Healthy Yellow Summer Squash Casserole


5 Stars 4 Stars 3 Stars 2 Stars 1 Star

5 from 9 reviews

  • Author: Katie Webster
  • Total Time: 1 hour 20 mins
  • Yield: 6 servings, about 1/4 cup each 1x
  • Diet: Vegetarian

Description

This healthy yellow Summer Squash Casserole is an easy and delicious way to use up fresh yellow squash this summer! This side dish has tender sliced squash, gooey melted cheese, fresh basil, and golden breadcrumbs making it a great bet for picnics, potlucks, or any summer dinner. Plus, you can make it ahead of time and just pop it in the oven!


Ingredients

Scale

1 clove garlic, peeled

2 slices sourdough bread, about 3 to 4 ounces

2 tablespoons extra-virgin olive oil

6 medium summer squash (about 3 pounds), cut into rounds

1 small ripe tomato, diced

2 tablespoons chopped fresh basil, plus more for garnish

1 1/2 teaspoons coarse kosher salt (or to taste)
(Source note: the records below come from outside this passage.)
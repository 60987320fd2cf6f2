use igscout::IgError;

use crate::common;

#[tokio::test]
async fn mobile_404_is_immediately_terminal() {
    let server = common::setup_server();
    let mobile = common::mock_mobile(&server, "ghost", 404, "");
    let web = common::mock_web(&server, "ghost", 200, &common::api_envelope());
    let legacy = common::mock_legacy(&server, "ghost", 200, &common::api_envelope());
    let html = common::mock_html(&server, "ghost", 200, &common::html_with_shared_data());

    let client = common::client_for(&server);
    let err = client.fetch_profile("ghost").await.unwrap_err();

    assert!(matches!(err, IgError::NotFound(_)));
    assert!(err.to_string().contains("'ghost' not found"));
    mobile.assert();
    assert_eq!(web.hits(), 0);
    assert_eq!(legacy.hits(), 0);
    assert_eq!(html.hits(), 0);
}

#[tokio::test]
async fn web_429_is_immediately_terminal() {
    let server = common::setup_server();
    let mobile = common::mock_mobile(&server, "kevinzingg", 200, "");
    let web = common::mock_web(&server, "kevinzingg", 429, "");
    let legacy = common::mock_legacy(&server, "kevinzingg", 200, &common::api_envelope());
    let html = common::mock_html(&server, "kevinzingg", 200, "<html></html>");

    let client = common::client_for(&server);
    let err = client.fetch_profile("kevinzingg").await.unwrap_err();

    assert!(matches!(err, IgError::RateLimited(_)));
    mobile.assert();
    web.assert();
    assert_eq!(legacy.hits(), 0);
    assert_eq!(html.hits(), 0);
}

#[tokio::test]
async fn legacy_404_is_terminal_before_the_html_fallback() {
    let server = common::setup_server();
    let mobile = common::mock_mobile(&server, "ghost", 200, "");
    let web = common::mock_web(&server, "ghost", 200, "{}");
    let legacy = common::mock_legacy(&server, "ghost", 404, "");
    let html = common::mock_html(&server, "ghost", 200, &common::html_with_shared_data());

    let client = common::client_for(&server);
    let err = client.fetch_profile("ghost").await.unwrap_err();

    assert!(matches!(err, IgError::NotFound(_)));
    legacy.assert();
    assert_eq!(html.hits(), 0);
}

#[tokio::test]
async fn html_429_is_terminal() {
    let server = common::setup_server();
    common::mock_mobile(&server, "kevinzingg", 200, "");
    common::mock_web(&server, "kevinzingg", 200, "{}");
    common::mock_legacy(&server, "kevinzingg", 200, "{}");
    common::mock_html(&server, "kevinzingg", 429, "");

    let client = common::client_for(&server);
    let err = client.fetch_profile("kevinzingg").await.unwrap_err();

    assert!(matches!(err, IgError::RateLimited(_)));
}
//! Public client surface + builder.
//! Internals are split into `auth` (cookie bag), `config` (tuning knobs) and
//! `constants` (endpoints + fingerprints).

mod auth;
mod config;
pub(crate) mod constants;

use std::path::PathBuf;
use std::sync::Arc;

use reqwest::Client;
use url::Url;

use crate::core::error::IgError;
use crate::proxy::{EndpointListing, HttpEndpointListing, ProxyPool};
use constants::{
    DEFAULT_APP_ID, DEFAULT_BASE_MOBILE_API, DEFAULT_BASE_PROFILE, DEFAULT_BASE_WEB_API,
    DEFAULT_LISTING_URL,
};

pub use auth::SessionCookies;
pub use config::ScrapeConfig;

/// Static SOCKS5 credentials shared by every endpoint in the pool.
#[derive(Clone, Debug)]
pub struct ProxyAuth {
    pub username: String,
    pub password: String,
    /// SOCKS5 port, 1080 unless overridden.
    pub port: u16,
}

impl ProxyAuth {
    pub fn new(username: impl Into<String>, password: impl Into<String>) -> Self {
        Self {
            username: username.into(),
            password: password.into(),
            port: 1080,
        }
    }
}

/// The profile retrieval client: owns the direct HTTP client, the endpoint
/// bases, the credential bag, the tuning knobs, and the shared proxy pool.
#[derive(Clone)]
pub struct IgClient {
    http: Client,
    base_mobile_api: Url,
    base_web_api: Url,
    base_profile: Url,
    app_id: String,
    cookies: SessionCookies,
    config: ScrapeConfig,
    proxy_auth: Option<ProxyAuth>,
    pool: Arc<ProxyPool>,
}

impl IgClient {
    /// Create a new builder.
    pub fn builder() -> IgClientBuilder {
        IgClientBuilder::default()
    }

    /// Retrieve the public profile metadata for `username`, rotating through
    /// the proxy pool and the strategy chain as needed.
    pub async fn fetch_profile(&self, username: &str) -> Result<crate::ProfileRecord, IgError> {
        crate::profile::fetch_profile(self, username).await
    }

    /// The shared proxy pool backing this client.
    pub fn proxy_pool(&self) -> &ProxyPool {
        &self.pool
    }

    /* -------- internal getters used by other modules -------- */

    pub(crate) fn http(&self) -> &Client {
        &self.http
    }
    pub(crate) fn base_mobile_api(&self) -> &Url {
        &self.base_mobile_api
    }
    pub(crate) fn base_web_api(&self) -> &Url {
        &self.base_web_api
    }
    pub(crate) fn base_profile(&self) -> &Url {
        &self.base_profile
    }
    pub(crate) fn app_id(&self) -> &str {
        &self.app_id
    }
    pub(crate) fn cookies(&self) -> &SessionCookies {
        &self.cookies
    }
    pub(crate) fn config(&self) -> &ScrapeConfig {
        &self.config
    }
    pub(crate) fn proxy_auth(&self) -> Option<&ProxyAuth> {
        self.proxy_auth.as_ref()
    }

    /// A fresh client routed through the given SOCKS5 proxy. Built per
    /// attempt; reqwest binds the proxy at client construction.
    pub(crate) fn proxied_http(&self, proxy_url: &str) -> Result<Client, IgError> {
        let client = Client::builder()
            .proxy(reqwest::Proxy::all(proxy_url)?)
            .cookie_store(true)
            .timeout(self.config.request_timeout)
            .build()?;
        Ok(client)
    }
}

/* ----------------------- Builder ----------------------- */

#[derive(Default)]
pub struct IgClientBuilder {
    base_mobile_api: Option<Url>,
    base_web_api: Option<Url>,
    base_profile: Option<Url>,
    listing_url: Option<Url>,
    app_id: Option<String>,
    cookies: Option<SessionCookies>,
    cookie_file: Option<PathBuf>,
    config: Option<ScrapeConfig>,
    proxy_auth: Option<ProxyAuth>,
    proxy_hosts: Vec<String>,
    listing: Option<Arc<dyn EndpointListing>>,
}

impl IgClientBuilder {
    /// Override the mobile-client profile endpoint.
    pub fn base_mobile_api(mut self, url: Url) -> Self {
        self.base_mobile_api = Some(url);
        self
    }

    /// Override the browser-flavored profile-info endpoint.
    pub fn base_web_api(mut self, url: Url) -> Self {
        self.base_web_api = Some(url);
        self
    }

    /// Override the profile page base (legacy JSON + HTML strategies).
    pub fn base_profile(mut self, url: Url) -> Self {
        self.base_profile = Some(url);
        self
    }

    /// Override the proxy recommendation endpoint.
    pub fn listing_url(mut self, url: Url) -> Self {
        self.listing_url = Some(url);
        self
    }

    /// Override the `X-IG-App-ID` sent on browser-flavored requests.
    pub fn app_id(mut self, app_id: impl Into<String>) -> Self {
        self.app_id = Some(app_id.into());
        self
    }

    /// Provide session cookies directly.
    pub fn cookies(mut self, cookies: SessionCookies) -> Self {
        self.cookies = Some(cookies);
        self
    }

    /// Load session cookies from a JSON file at build time. Cookies given
    /// via [`IgClientBuilder::cookies`] take precedence.
    pub fn cookie_file(mut self, path: impl Into<PathBuf>) -> Self {
        self.cookie_file = Some(path.into());
        self
    }

    /// Replace the default tuning knobs.
    pub fn scrape_config(mut self, config: ScrapeConfig) -> Self {
        self.config = Some(config);
        self
    }

    /// SOCKS5 credentials for the proxy pool. Without them, proxy attempts
    /// are skipped entirely and every fetch goes direct.
    pub fn proxy_auth(mut self, auth: ProxyAuth) -> Self {
        self.proxy_auth = Some(auth);
        self
    }

    /// Seed the proxy pool with known endpoint hostnames.
    pub fn proxy_hosts<I, S>(mut self, hosts: I) -> Self
    where
        I: IntoIterator<Item = S>,
        S: Into<String>,
    {
        self.proxy_hosts = hosts.into_iter().map(Into::into).collect();
        self
    }

    /// Replace the endpoint listing source (the refresh backend for the
    /// pool). Defaults to the public recommendation endpoint.
    pub fn endpoint_listing(mut self, listing: Arc<dyn EndpointListing>) -> Self {
        self.listing = Some(listing);
        self
    }

    pub fn build(self) -> Result<IgClient, IgError> {
        let base_mobile_api = match self.base_mobile_api {
            Some(u) => u,
            None => Url::parse(DEFAULT_BASE_MOBILE_API)?,
        };
        let base_web_api = match self.base_web_api {
            Some(u) => u,
            None => Url::parse(DEFAULT_BASE_WEB_API)?,
        };
        let base_profile = match self.base_profile {
            Some(u) => u,
            None => Url::parse(DEFAULT_BASE_PROFILE)?,
        };
        let listing_url = match self.listing_url {
            Some(u) => u,
            None => Url::parse_with_params(
                DEFAULT_LISTING_URL,
                [("filters[supported_protocols][0]", "socks"), ("limit", "25")],
            )?,
        };

        let config = self.config.unwrap_or_default();

        let http = Client::builder()
            .cookie_store(true)
            .timeout(config.request_timeout)
            .build()?;

        let cookies = match (self.cookies, self.cookie_file) {
            (Some(cookies), _) => cookies,
            (None, Some(path)) => SessionCookies::load(path),
            (None, None) => SessionCookies::default(),
        };

        let listing: Arc<dyn EndpointListing> = match self.listing {
            Some(l) => l,
            None => Arc::new(HttpEndpointListing::new(http.clone(), listing_url)),
        };
        let pool = Arc::new(ProxyPool::new(listing, self.proxy_hosts));

        Ok(IgClient {
            http,
            base_mobile_api,
            base_web_api,
            base_profile,
            app_id: self.app_id.unwrap_or_else(|| DEFAULT_APP_ID.to_string()),
            cookies,
            config,
            proxy_auth: self.proxy_auth,
            pool,
        })
    }
}
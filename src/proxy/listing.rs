use std::future::Future;
use std::pin::Pin;

use serde::Deserialize;
use tracing::{debug, warn};
use url::Url;

/// A source of candidate egress endpoint hostnames, queried when the pool
/// runs dry.
///
/// Implementations must not fail: an unreachable or empty source is reported
/// as an empty list so pool refresh stays non-fatal.
pub trait EndpointListing: Send + Sync {
    /// Fetch fresh candidate hostnames. May return an empty list.
    fn list_candidate_endpoints<'a>(
        &'a self,
    ) -> Pin<Box<dyn Future<Output = Vec<String>> + Send + 'a>>;
}

#[derive(Deserialize)]
struct ListedServer {
    hostname: Option<String>,
}

/// Listing source backed by the public server recommendation endpoint. The
/// response is a JSON array of objects carrying a `hostname` field.
pub struct HttpEndpointListing {
    http: reqwest::Client,
    url: Url,
}

impl HttpEndpointListing {
    pub fn new(http: reqwest::Client, url: Url) -> Self {
        Self { http, url }
    }

    async fn fetch(&self) -> Vec<String> {
        let resp = match self.http.get(self.url.clone()).send().await {
            Ok(r) => r,
            Err(e) => {
                warn!(error = %e, "unable to refresh SOCKS pool");
                return Vec::new();
            }
        };
        if !resp.status().is_success() {
            warn!(status = %resp.status(), "recommendation endpoint rejected pool refresh");
            return Vec::new();
        }
        match resp.json::<Vec<ListedServer>>().await {
            Ok(servers) => {
                let hosts: Vec<String> =
                    servers.into_iter().filter_map(|s| s.hostname).collect();
                debug!(count = hosts.len(), "fetched candidate SOCKS endpoints");
                hosts
            }
            Err(e) => {
                warn!(error = %e, "unparseable recommendation payload");
                Vec::new()
            }
        }
    }
}

impl EndpointListing for HttpEndpointListing {
    fn list_candidate_endpoints<'a>(
        &'a self,
    ) -> Pin<Box<dyn Future<Output = Vec<String>> + Send + 'a>> {
        Box::pin(self.fetch())
    }
}
//! Session cookie bag: persistence, header rendering, and validation.
//!
//! The headless login flow that produces these cookies lives outside this
//! crate; here they are an opaque credential bag consumed at request time.

use std::path::Path;

use serde::{Deserialize, Serialize};
use serde_json::Value;
use tracing::{debug, info, warn};

use crate::core::error::IgError;
use crate::core::{fingerprint, net};

/// Handle probed when checking whether a session is still usable.
const COOKIE_VALIDATION_HANDLE: &str = "instagram";

/// The session cookies a logged-in browser would hold. All optional; an
/// empty bag simply means anonymous requests.
#[derive(Clone, Debug, Default, Serialize, Deserialize)]
pub struct SessionCookies {
    #[serde(default, skip_serializing_if = "Option::is_none")]
    pub sessionid: Option<String>,
    #[serde(default, skip_serializing_if = "Option::is_none")]
    pub csrftoken: Option<String>,
    #[serde(default, skip_serializing_if = "Option::is_none")]
    pub ds_user_id: Option<String>,
}

impl SessionCookies {
    pub fn is_empty(&self) -> bool {
        self.sessionid.is_none() && self.csrftoken.is_none() && self.ds_user_id.is_none()
    }

    /// Read the bag from a JSON file, keeping only the known keys. A missing
    /// or corrupted file yields an empty bag.
    pub fn load(path: impl AsRef<Path>) -> Self {
        let path = path.as_ref();
        let text = match std::fs::read_to_string(path) {
            Ok(t) => t,
            Err(_) => return Self::default(),
        };
        match serde_json::from_str::<Self>(&text) {
            Ok(mut cookies) => {
                cookies.drop_blanks();
                cookies
            }
            Err(e) => {
                warn!(path = %path.display(), error = %e, "corrupted cookie file, ignoring");
                Self::default()
            }
        }
    }

    /// Persist the bag as JSON, creating parent directories as needed.
    pub fn save(&self, path: impl AsRef<Path>) -> Result<(), IgError> {
        let path = path.as_ref();
        if let Some(parent) = path.parent() {
            std::fs::create_dir_all(parent)?;
        }
        let payload =
            serde_json::to_string(self).map_err(|e| IgError::Data(format!("cookie encode: {e}")))?;
        std::fs::write(path, payload)?;
        info!(path = %path.display(), "persisted session cookies");
        Ok(())
    }

    /// Render the bag as a `Cookie` header value. Whenever any cookie is
    /// present, `ig_nrcb=1` is appended the way a consenting browser would.
    pub(crate) fn header_value(&self) -> Option<String> {
        let mut pairs = Vec::new();
        if let Some(v) = &self.sessionid {
            pairs.push(format!("sessionid={v}"));
        }
        if let Some(v) = &self.csrftoken {
            pairs.push(format!("csrftoken={v}"));
        }
        if let Some(v) = &self.ds_user_id {
            pairs.push(format!("ds_user_id={v}"));
        }
        if pairs.is_empty() {
            return None;
        }
        pairs.push("ig_nrcb=1".into());
        Some(pairs.join("; "))
    }

    fn drop_blanks(&mut self) {
        for slot in [&mut self.sessionid, &mut self.csrftoken, &mut self.ds_user_id] {
            if slot.as_deref().is_some_and(str::is_empty) {
                *slot = None;
            }
        }
    }
}

impl super::IgClient {
    /// Probe the mobile profile endpoint with the configured cookies and
    /// report whether the session is usable. Never fails hard: any error is
    /// an unusable session.
    pub async fn validate_session(&self) -> bool {
        if self.cookies().sessionid.is_none() {
            return false;
        }

        let mut url = self.base_mobile_api().clone();
        url.query_pairs_mut()
            .append_pair("username", COOKIE_VALIDATION_HANDLE);

        let mut req = self.http().get(url).headers(fingerprint::mobile_headers());
        if let Some(cookie) = self.cookies().header_value() {
            req = req.header(reqwest::header::COOKIE, cookie);
        }

        match net::send_with_retry(req, 0).await {
            Ok(resp) if resp.status == 200 => serde_json::from_str::<Value>(&resp.body)
                .ok()
                .and_then(|v| v.pointer("/data/user").cloned())
                .is_some_and(|u| u.as_object().is_some_and(|o| !o.is_empty())),
            Ok(resp) => {
                debug!(status = resp.status, "session validation probe rejected");
                false
            }
            Err(e) => {
                debug!(error = %e, "session validation probe failed");
                false
            }
        }
    }
}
Freshly ground pepper to taste

4 ounces shredded Italian blend cheese (1 cup)

1/2 cup shredded Parmesan cheese


Instructions

  1. Preheat oven to 375 degrees F. Meanwhile, fit food processor with the steel blade attachment. Turn on motor and drop garlic through feed tube to mince. Remove lid and tear bread into three or four pieces each and add to the bowl of the food processor. Cover and process until the bread forms coarse crumbs. With the motor running, drizzle in olive oil.
  2. Toss ¾ cup (about half) of the breadcrumbs, squash, tomato, basil, salt and pepper in a large bowl to combine.
  3. Coat a 9 by 13 inch (or similar volume) casserole dish with cooking spray. Spread half of the squash mixture in the casserole dish. Top with half of the Italian cheese blend. Add the remaining squash and cover the casserole with foil. Bake until the squash is fork tender, about 50 to 55 minutes.
  4. Increase oven temperature to 450 degrees F. Remove foil, top with the remaining Italian cheese blend, Parmesan and the remaining breadcrumbs. Bake uncovered until the cheese is melted and the topping is golden brown, 12 to 15 minutes.

Notes

Ingredient Note:

This casserole can be made with any summer squash including zucchini, yellow crookneck or patty pan. Or you can use a blend of more than one! Remove the stem and blossom ends and slice into ¼-inch thick rounds.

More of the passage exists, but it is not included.